Using the listing below, determine the count of lines with the word "chars" and reply only with it.

◆ **Provided data**
· · ·

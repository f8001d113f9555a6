//! Wikidata identifiers.
use std::fmt;
use std::str::FromStr;

use log::warn;
use serde::{Deserialize, Serialize};

use crate::error::Error;

/// A validated Wikidata identifier (`Q42`, `P31`).
///
/// Two entries sharing a [WikidataId] denote the same entity, and that is the only
/// synonym evidence the normalizer accepts.
#[derive(Debug, Clone, PartialEq, Eq, Hash, PartialOrd, Ord, Serialize, Deserialize)]
#[serde(try_from = "String", into = "String")]
pub struct WikidataId(String);

impl WikidataId {
    /// `true` if `raw` is `Q` or `P` followed by at least one ASCII digit.
    pub fn is_valid(raw: &str) -> bool {
        let mut chars = raw.chars();
        matches!(chars.next(), Some('Q') | Some('P'))
            && raw.len() > 1
            && chars.all(|c| c.is_ascii_digit())
    }

    /// Parse an optional raw attribute value.
    ///
    /// Empty values are absent, invalid ones are logged and treated as absent.
    pub fn parse_lenient(raw: Option<&str>) -> Option<Self> {
        let raw = raw.map(str::trim).filter(|r| !r.is_empty())?;
        match raw.parse() {
            Ok(id) => Some(id),
            Err(_) => {
                warn!(
                    "invalid Wikidata id format: {} (must be Q or P followed by digits)",
                    raw
                );
                None
            }
        }
    }

    pub fn as_str(&self) -> &str {
        &self.0
    }

    /// Wikidata page for this identifier.
    pub fn url(&self) -> String {
        format!("https://www.wikidata.org/wiki/{}", self.0)
    }
}

impl FromStr for WikidataId {
    type Err = Error;

    fn from_str(s: &str) -> Result<Self, Self::Err> {
        if Self::is_valid(s) {
            Ok(Self(s.to_string()))
        } else {
            Err(Error::parse("wikidata id", format!("`{}` is not a valid id", s)))
        }
    }
}

impl TryFrom<String> for WikidataId {
    type Error = Error;

    fn try_from(value: String) -> Result<Self, Self::Error> {
        value.parse()
    }
}

impl From<WikidataId> for String {
    fn from(id: WikidataId) -> Self {
        id.0
    }
}

impl fmt::Display for WikidataId {
    fn fmt(&self, f: &mut fmt::Formatter<'_>) -> fmt::Result {
        f.write_str(&self.0)
    }
}

#[cfg(test)]
mod tests {
    use super::WikidataId;

    #[test]
    fn valid_ids() {
        assert!(WikidataId::is_valid("Q7942"));
        assert!(WikidataId::is_valid("P31"));
    }

    #[test]
    fn invalid_ids() {
        for raw in ["", "Q", "q7942", "Q79a", "X12", "Q 12", "no_wikidata_id"] {
            assert!(!WikidataId::is_valid(raw), "{raw} should be invalid");
        }
    }

    #[test]
    fn lenient_parse_drops_invalid() {
        assert_eq!(WikidataId::parse_lenient(Some("  ")), None);
        assert_eq!(WikidataId::parse_lenient(Some("Qfoo")), None);
        assert_eq!(
            WikidataId::parse_lenient(Some(" Q42 ")),
            Some("Q42".parse().unwrap())
        );
    }

    #[test]
    fn serde_rejects_invalid() {
        assert!(serde_json::from_str::<WikidataId>("\"Q1\"").is_ok());
        assert!(serde_json::from_str::<WikidataId>("\"nope\"").is_err());
    }
}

· · ·

◆ **Written response**
3